The genius is routinely terrified. Meredith Monk, the pioneering vocalist, performance artist and MacArthur Foundation "genius grant" winner, has launched dozens of ambitious multimedia projects during a career spanning more than four decades. Each begins with a frightening feeling of uncertainty.

"Making a piece is like being a detective; you are just stabbing around in the dark trying to find a clue, and then that gets you to the next clue, and it is so uncomfortable," Monk said by phone from the Minneapolis hotel suite that is her home for the first two weeks of June. "When I start a new piece, I am at the edge of the cliff. You have to work through your fear. You are terrified at the beginning of the process. Then interest and curiosity take over and suddenly you are in the process."

The 64-year old artist is in the home stretch of preparing "Songs of Ascension" for preview performances at Walker Art Center this week. It will include Monk's utterly unique, frequently wordless vocal ensemble. The percussionist and reeds player who have become part of her group will add instrumentation from India and Laos to their typical arsenal for this piece, abetted by a string quartet.

The elaborate theatricality one expects from a Monk performance will be enhanced by video imagery from Ann Hamilton, another MacArthur fellow who last collaborated with Monk on "Mercy," a highly lauded production presented at the Walker in 2002.

That's a lot to coordinate in two weeks' time. But Monk is thoroughly engaged, long past the point of groping for clues. The concept behind her latest work began to crystallize a few years ago, when she was speaking with the retired abbot of the San Francisco Zen Center about psalms 120-134, also known as the "Songs of Ascent."
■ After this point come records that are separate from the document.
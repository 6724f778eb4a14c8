//! # Grade de Ocupação — Fusão de Mapas e Autoavaliação
//!
//! Dois sensores produzem mapas de ocupação binomiais do mesmo ambiente
//! (`x` = "célula ocupada"). Os mapas são fundidos célula a célula com a
//! fusão cumulativa, em paralelo via `rayon`, e cada célula fundida é
//! classificada:
//!
//! | Classe | Condição |
//! |--------|----------|
//! | `Unknown` | `u > 0.5` |
//! | `Occupied` | `P(x) > 0.7` |
//! | `Free` | `P(x) < 0.3` |
//! | `Ambiguous` | demais casos |
//!
//! O **escore de autoavaliação** é a fração de células ambíguas entre as que
//! têm alguma evidência de ocupação: `ambíguas / (ocupadas + ambíguas)`.
//! Um escore alto indica sensores em desacordo.
//!
//! ## Exemplo
//!
//! ```rust
//! use subjective_logic::core::Opinion;
//! use subjective_logic::grid::OccupancyGrid;
//!
//! let lidar = OccupancyGrid::new(2, 1, vec![Opinion::new_binomial(0.9, 0.0), Opinion::new_binomial(0.0, 0.9)]).unwrap();
//! let radar = OccupancyGrid::new(2, 1, vec![Opinion::new_binomial(0.8, 0.1), Opinion::new_binomial(0.1, 0.8)]).unwrap();
//!
//! let assessment = lidar.assess(&radar).unwrap();
//! assert_eq!(assessment.histogram.occupied, 1);
//! assert_eq!(assessment.histogram.free, 1);
//! assert_eq!(assessment.score, 0.0);
//! ```

use rayon::prelude::*;
use serde::{Deserialize, Serialize};

use crate::core::{Opinion, SlFloat};
use crate::error::SlError;

/// Incerteza acima da qual a célula é considerada desconhecida.
const UNKNOWN_UNCERTAINTY: f64 = 0.5;
/// Probabilidade projetada acima da qual a célula é considerada ocupada.
const OCCUPIED_PROBABILITY: f64 = 0.7;
/// Probabilidade projetada abaixo da qual a célula é considerada livre.
const FREE_PROBABILITY: f64 = 0.3;

/// Classe de uma célula fundida.
#[derive(Debug, Clone, Copy, PartialEq, Eq, Hash, Serialize, Deserialize)]
#[serde(rename_all = "SCREAMING_SNAKE_CASE")]
pub enum CellClass {
    Free,
    Occupied,
    Ambiguous,
    Unknown,
}

impl CellClass {
    /// Classifica uma opinião binomial de ocupação.
    pub fn of<F: SlFloat>(cell: &Opinion<2, F>) -> Self {
        if cell.uncertainty() > F::from_f64_lossy(UNKNOWN_UNCERTAINTY) {
            return CellClass::Unknown;
        }
        let probability = cell.binomial_projection();
        if probability > F::from_f64_lossy(OCCUPIED_PROBABILITY) {
            CellClass::Occupied
        } else if probability < F::from_f64_lossy(FREE_PROBABILITY) {
            CellClass::Free
        } else {
            CellClass::Ambiguous
        }
    }
}

/// Contagem de células por classe.
#[derive(Debug, Clone, Copy, Default, PartialEq, Eq, Serialize, Deserialize)]
pub struct ClassHistogram {
    pub free: usize,
    pub occupied: usize,
    pub ambiguous: usize,
    pub unknown: usize,
}

impl ClassHistogram {
    pub fn record(&mut self, class: CellClass) {
        match class {
            CellClass::Free => self.free += 1,
            CellClass::Occupied => self.occupied += 1,
            CellClass::Ambiguous => self.ambiguous += 1,
            CellClass::Unknown => self.unknown += 1,
        }
    }

    pub fn total(&self) -> usize {
        self.free + self.occupied + self.ambiguous + self.unknown
    }

    /// `ambíguas / (ocupadas + ambíguas)`, ou `0` sem células desses tipos.
    pub fn score(&self) -> f64 {
        let relevant = self.occupied + self.ambiguous;
        if relevant == 0 {
            return 0.0;
        }
        self.ambiguous as f64 / relevant as f64
    }
}

/// Mapa de ocupação retangular, armazenado linha a linha.
#[derive(Debug, Clone, PartialEq, Serialize, Deserialize)]
#[serde(bound(serialize = "F: Serialize", deserialize = "F: SlFloat"))]
pub struct OccupancyGrid<F: SlFloat = f64> {
    width: usize,
    height: usize,
    cells: Vec<Opinion<2, F>>,
}

/// Resultado da fusão de dois mapas.
#[derive(Debug, Clone, PartialEq)]
pub struct GridAssessment<F: SlFloat = f64> {
    pub fused: OccupancyGrid<F>,
    pub classes: Vec<CellClass>,
    pub histogram: ClassHistogram,
    pub score: f64,
}

impl<F: SlFloat> OccupancyGrid<F> {
    /// Cria o mapa a partir das células em ordem de linha.
    ///
    /// # Erros
    ///
    /// [`SlError::DimensionMismatch`] se `cells.len() != width * height`.
    pub fn new(width: usize, height: usize, cells: Vec<Opinion<2, F>>) -> Result<Self, SlError> {
        let expected = width * height;
        if cells.len() != expected {
            return Err(SlError::DimensionMismatch { expected, found: cells.len() });
        }
        Ok(Self { width, height, cells })
    }

    /// Mapa sem nenhuma observação.
    pub fn vacuous(width: usize, height: usize) -> Self {
        Self { width, height, cells: vec![Opinion::vacuous(); width * height] }
    }

    pub fn width(&self) -> usize {
        self.width
    }

    pub fn height(&self) -> usize {
        self.height
    }

    pub fn cells(&self) -> &[Opinion<2, F>] {
        &self.cells
    }

    pub fn cell(&self, x: usize, y: usize) -> Option<&Opinion<2, F>> {
        if x >= self.width || y >= self.height {
            return None;
        }
        self.cells.get(y * self.width + x)
    }

    pub fn cell_mut(&mut self, x: usize, y: usize) -> Option<&mut Opinion<2, F>> {
        if x >= self.width || y >= self.height {
            return None;
        }
        self.cells.get_mut(y * self.width + x)
    }

    fn check_same_shape(&self, other: &Self) -> Result<(), SlError> {
        if self.width != other.width {
            return Err(SlError::DimensionMismatch { expected: self.width, found: other.width });
        }
        if self.height != other.height {
            return Err(SlError::DimensionMismatch { expected: self.height, found: other.height });
        }
        Ok(())
    }

    /// Fusão cumulativa célula a célula, em paralelo.
    pub fn fuse(&self, other: &Self) -> Result<Self, SlError> {
        self.check_same_shape(other)?;

        let cells: Vec<Opinion<2, F>> = self
            .cells
            .par_iter()
            .zip(other.cells.par_iter())
            .map(|(mine, theirs)| mine.cum_fuse(theirs))
            .collect();

        Ok(Self { width: self.width, height: self.height, cells })
    }

    /// Classe de cada célula, em ordem de linha.
    pub fn classify(&self) -> Vec<CellClass> {
        self.cells.par_iter().map(CellClass::of).collect()
    }

    /// Funde com `other`, classifica e calcula o escore de autoavaliação.
    pub fn assess(&self, other: &Self) -> Result<GridAssessment<F>, SlError> {
        let fused = self.fuse(other)?;
        let classes = fused.classify();

        let mut histogram = ClassHistogram::default();
        for class in &classes {
            histogram.record(*class);
        }
        let score = histogram.score();

        tracing::debug!(
            width = self.width,
            height = self.height,
            occupied = histogram.occupied,
            ambiguous = histogram.ambiguous,
            score = %score,
            "Mapas fundidos"
        );

        Ok(GridAssessment { fused, classes, histogram, score })
    }
}

#[cfg(test)]
mod tests {
    use super::*;
    use approx::assert_abs_diff_eq;

    fn row(cells: &[(f64, f64)]) -> OccupancyGrid {
        let cells: Vec<Opinion<2>> = cells.iter().map(|&(b, d)| Opinion::new_binomial(b, d)).collect();
        OccupancyGrid::new(cells.len(), 1, cells).unwrap()
    }

    #[test]
    fn test_new_rejects_wrong_cell_count() {
        let result = OccupancyGrid::<f64>::new(3, 2, vec![Opinion::vacuous(); 5]);
        assert_eq!(result, Err(SlError::DimensionMismatch { expected: 6, found: 5 }));
    }

    #[test]
    fn test_fuse_rejects_different_shapes() {
        let a = OccupancyGrid::<f64>::vacuous(3, 2);
        let b = OccupancyGrid::<f64>::vacuous(2, 3);
        assert_eq!(a.fuse(&b), Err(SlError::DimensionMismatch { expected: 3, found: 2 }));
    }

    #[test]
    fn test_fuse_matches_cellwise_cum_fuse() {
        let a = row(&[(0.5, 0.1), (0.0, 0.0), (0.2, 0.6)]);
        let b = row(&[(0.3, 0.3), (0.7, 0.1), (0.1, 0.1)]);
        let fused = a.fuse(&b).unwrap();
        for (idx, cell) in fused.cells().iter().enumerate() {
            assert_eq!(*cell, a.cells()[idx].cum_fuse(&b.cells()[idx]));
        }
    }

    #[test]
    fn test_classification_thresholds() {
        assert_eq!(CellClass::of(&Opinion::<2>::vacuous()), CellClass::Unknown);
        assert_eq!(CellClass::of(&Opinion::new_binomial(0.9, 0.0)), CellClass::Occupied);
        assert_eq!(CellClass::of(&Opinion::new_binomial(0.0, 0.9)), CellClass::Free);
        assert_eq!(CellClass::of(&Opinion::new_binomial(0.45, 0.45)), CellClass::Ambiguous);
        // u = 0.6 vence a probabilidade alta
        assert_eq!(CellClass::of(&Opinion::new_binomial(0.4, 0.0)), CellClass::Unknown);
    }

    #[test]
    fn test_disagreeing_sensors_raise_score() {
        let lidar = row(&[(0.9, 0.0), (0.9, 0.0), (0.0, 0.0)]);
        let radar = row(&[(0.9, 0.0), (0.0, 0.9), (0.0, 0.0)]);
        let assessment = lidar.assess(&radar).unwrap();

        assert_eq!(assessment.classes, vec![CellClass::Occupied, CellClass::Ambiguous, CellClass::Unknown]);
        assert_eq!(assessment.histogram.total(), 3);
        assert_abs_diff_eq!(assessment.score, 0.5, epsilon = 1e-12);
    }

    #[test]
    fn test_score_without_relevant_cells() {
        let histogram = ClassHistogram { free: 4, unknown: 2, ..Default::default() };
        assert_eq!(histogram.score(), 0.0);
    }

    #[test]
    fn test_cell_access() {
        let mut grid = OccupancyGrid::<f64>::vacuous(2, 2);
        *grid.cell_mut(1, 1).unwrap() = Opinion::new_binomial(1.0, 0.0);
        assert!(grid.cell(1, 1).unwrap().is_dogmatic());
        assert!(grid.cell(0, 1).unwrap().is_vacuous());
        assert!(grid.cell(2, 0).is_none());
    }
}
// Copyright 2024
//
// Licensed under the Apache License, Version 2.0 (the "License");
// you may not use this file except in compliance with the License.
// You may obtain a copy of the License at
//
//      http://www.apache.org/licenses/LICENSE-2.0
//
// Unless required by applicable law or agreed to in writing, software
// distributed under the License is distributed on an "AS IS" BASIS,
// WITHOUT WARRANTIES OR CONDITIONS OF ANY KIND, either express or implied.
// See the License for the specific language governing permissions and
// limitations under the License.

//! The block codec contract consumed by the encoder and decoder.

use crate::error::Result;

/// A block-level compression primitive.
///
/// The framing layer never compresses anything itself; it hands each block
/// (at most `MAX_BLOCK_SIZE` bytes) to a codec and decides from the result
/// whether to store the block compressed or literal.
///
/// Implementations keep whatever internal state they need between calls; the
/// output buffers are owned by the caller so that they can be reused.
pub trait BlockCodec {
    /// Compresses `raw`, replacing the contents of `dst` with the encoded bytes.
    ///
    /// Returning an encoded length that is not smaller than `raw.len()` is
    /// allowed and simply means the block will be stored uncompressed.
    fn compress(&mut self, raw: &[u8], dst: &mut Vec<u8>) -> Result<usize>;

    /// Reports the decoded length of `encoded` without decoding it.
    ///
    /// Fails if the encoded header is malformed.
    fn decompressed_len(&self, encoded: &[u8]) -> Result<usize>;

    /// Decodes `encoded`, replacing the contents of `dst` with the raw bytes.
    ///
    /// Fails on malformed input.
    fn decompress(&mut self, encoded: &[u8], dst: &mut Vec<u8>) -> Result<usize>;
}

impl<C: BlockCodec + ?Sized> BlockCodec for Box<C> {
    fn compress(&mut self, raw: &[u8], dst: &mut Vec<u8>) -> Result<usize> {
        (**self).compress(raw, dst)
    }

    fn decompressed_len(&self, encoded: &[u8]) -> Result<usize> {
        (**self).decompressed_len(encoded)
    }

    fn decompress(&mut self, encoded: &[u8], dst: &mut Vec<u8>) -> Result<usize> {
        (**self).decompress(encoded, dst)
    }
}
"I realized that in almost every culture, there is this manifestation of going up as a spiritual practice, and I started getting fascinated with that," Monk said. "Ann had told me she was working on a tower [for a site-specific piece] in Sonoma County. ... I was fascinated with trying to do something with her tower."

The tower includes "a double helix eight stories high, and the form of that got me thinking of strands of DNA, and, strangely enough, that became the biggest inspiration for the music -- these large spirals and the way they connect," Monk said.

This winter, Monk created what she calls a 45-minute "armature" for "Songs of Ascension." She subsequently added 15 to 20 minutes to the piece, which will have its world premiere at Stanford in October.

"It has a lot of movement now, although the music is definitely the driving factor," Monk said. "Musically, it is like a tapestry."

Monk is hardly unique among performance artists in striving to communicate and connect on a more profound level than daily discourse. But as one who made her mark by altering the way we normally perceive the sounds and projections of the human voice, she is better suited than most, and has learned how to utilize other media and artistic forms.

"What music and art can do is uncover energies for which we don't have words, fundamental energies that are always there, but which our discursive minds cover up with chatter and distractions and computers," she said excitedly.

"I want to change the theatrical situation and make it new, so it is not habitual behavior, where you go see something and then have a cup of coffee and talk about it and then go on with your life. I want to subvert that. My fundamental aspiration is emotionally and spiritually you can go home and have a thought about the quality of your life and a sense of questioning. What I am saying is that I hope my art will be useful."